<center><h2>Artificial and Computational Intelligence (Assignment - 2)</h2></center>

## Problem Statement

As part of the 2nd Assignment, we'll implement Bayesian Networks and also learn to use the pomegranate library.

You are required to create a bayesian network model which would help you predict the probability. The detailed problem description is attached as a PDF as a part of this assignment along with the marking scheme.  

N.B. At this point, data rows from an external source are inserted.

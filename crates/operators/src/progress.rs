use std::fmt;
use std::sync::{Arc, Mutex, PoisonError};

type Listener = Box<dyn Fn(u8) + Send + Sync>;

/// Percent-complete notifications from a long-running compute.
///
/// Clones share listeners, so a signal can be kept by the caller after its
/// operator has been moved into a graph.
#[derive(Clone, Default)]
pub struct ProgressSignal {
    listeners: Arc<Mutex<Vec<Listener>>>,
}

impl ProgressSignal {
    pub fn new() -> Self {
        Self::default()
    }

    pub fn subscribe<F>(&self, listener: F)
    where
        F: Fn(u8) + Send + Sync + 'static,
    {
        self.lock().push(Box::new(listener));
    }

    /// Report `percent` (clamped to 100) to every listener.
    pub fn emit(&self, percent: u8) {
        let percent = percent.min(100);
        for listener in self.lock().iter() {
            listener(percent);
        }
    }

    fn lock(&self) -> std::sync::MutexGuard<'_, Vec<Listener>> {
        self.listeners.lock().unwrap_or_else(PoisonError::into_inner)
    }
}

impl fmt::Debug for ProgressSignal {
    fn fmt(&self, f: &mut fmt::Formatter<'_>) -> fmt::Result {
        f.debug_struct("ProgressSignal")
            .field("listeners", &self.lock().len())
            .finish()
    }
}
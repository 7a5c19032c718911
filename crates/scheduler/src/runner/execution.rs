use std::panic::{catch_unwind, AssertUnwindSafe};
use std::sync::{Arc, PoisonError};
use std::time::Instant;

use roiflow_core::ComputeError;
use tracing::{debug, error};

use crate::task::{Body, Step, StepContext, Task, TaskPhase};

use super::core::{enter_worker, SchedulerInner};
use super::queues::Source;

/// Body of worker thread `id`. Returns once the scheduler stops.
pub(super) fn worker_loop(inner: Arc<SchedulerInner>, id: usize) {
    enter_worker(&inner, id);
    debug!(worker = id, "worker started");

    while let Some((task, source)) = next_task(&inner, id) {
        inner.with_metrics(|m| match source {
            Source::Affine => m.affine_resumptions += 1,
            Source::Global => m.global_dispatches += 1,
        });
        run_step(&inner, id, task);
    }

    debug!(worker = id, "worker exiting");
}

/// Block until there is work for `id`, or return `None` on shutdown.
fn next_task(inner: &SchedulerInner, id: usize) -> Option<(Task, Source)> {
    let mut q = inner.lock_queues();
    loop {
        if q.stopping {
            return None;
        }
        if let Some(next) = q.pop_for(id) {
            return Some(next);
        }
        q.park(id);
        q = inner.signals[id]
            .wait(q)
            .unwrap_or_else(PoisonError::into_inner);
        q.unpark(id);
    }
}

/// Run one step of `task` on worker `id`.
fn run_step(inner: &Arc<SchedulerInner>, id: usize, task: Task) {
    let body = {
        let mut st = task.lock();
        if st.phase != TaskPhase::Queued {
            return;
        }
        st.phase = TaskPhase::Running;
        st.notified = false;
        if st.worker.is_none() {
            st.worker = Some(id);
        }
        st.body.take()
    };
    let Some(body) = body else {
        return;
    };

    let started = Instant::now();
    let (outcome, body) = match body {
        Body::OneShot(f) => (catch_unwind(AssertUnwindSafe(f)).map(|()| Step::Complete), None),
        Body::Resumable(mut r) => {
            let mut cx = StepContext::new(id, &task);
            let outcome = catch_unwind(AssertUnwindSafe(|| r.step(&mut cx)));
            (outcome, Some(Body::Resumable(r)))
        }
    };
    let elapsed = started.elapsed();

    let step = match outcome {
        Ok(step) => step,
        Err(payload) => {
            let err = ComputeError::panicked(task.name(), &*payload);
            error!(worker = id, task = %task.name(), "task panicked: {}", err.message);
            task.lock().panic = Some(err.message);
            inner.with_metrics(|m| m.panics += 1);
            Step::Complete
        }
    };
    inner.with_metrics(|m| m.record_step(task.name(), elapsed));

    let dropped = match step {
        Step::Complete => {
            {
                let mut st = task.lock();
                st.phase = TaskPhase::Done;
                st.notified = false;
            }
            inner.with_metrics(|m| m.record_completion(task.name()));
            debug!(worker = id, task = %task.name(), "task complete");
            body
        }
        Step::Suspend => suspend(inner, id, &task, body),
    };
    drop(dropped);
}

/// Park a task that yielded, or requeue it on this worker if it was woken
/// during the step. Returns the body if the task can never resume.
fn suspend(inner: &Arc<SchedulerInner>, id: usize, task: &Task, body: Option<Body>) -> Option<Body> {
    let mut st = task.lock();
    st.body = body;
    if !st.notified {
        st.phase = TaskPhase::Suspended;
        return None;
    }
    st.notified = false;

    let mut q = inner.lock_queues();
    if q.stopping {
        st.phase = TaskPhase::Done;
        drop(q);
        inner.with_metrics(|m| m.discarded += 1);
        return st.body.take();
    }
    st.phase = TaskPhase::Queued;
    q.push_affine(id, task.clone());
    None
}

### What is a Bayesian Network ?

A Bayesian network, Bayes network, belief network, decision network, Bayes(ian) model or probabilistic directed acyclic graphical model is a probabilistic graphical model (a type of statistical model) that represents a set of variables and their conditional dependencies via a directed acyclic graph (DAG). 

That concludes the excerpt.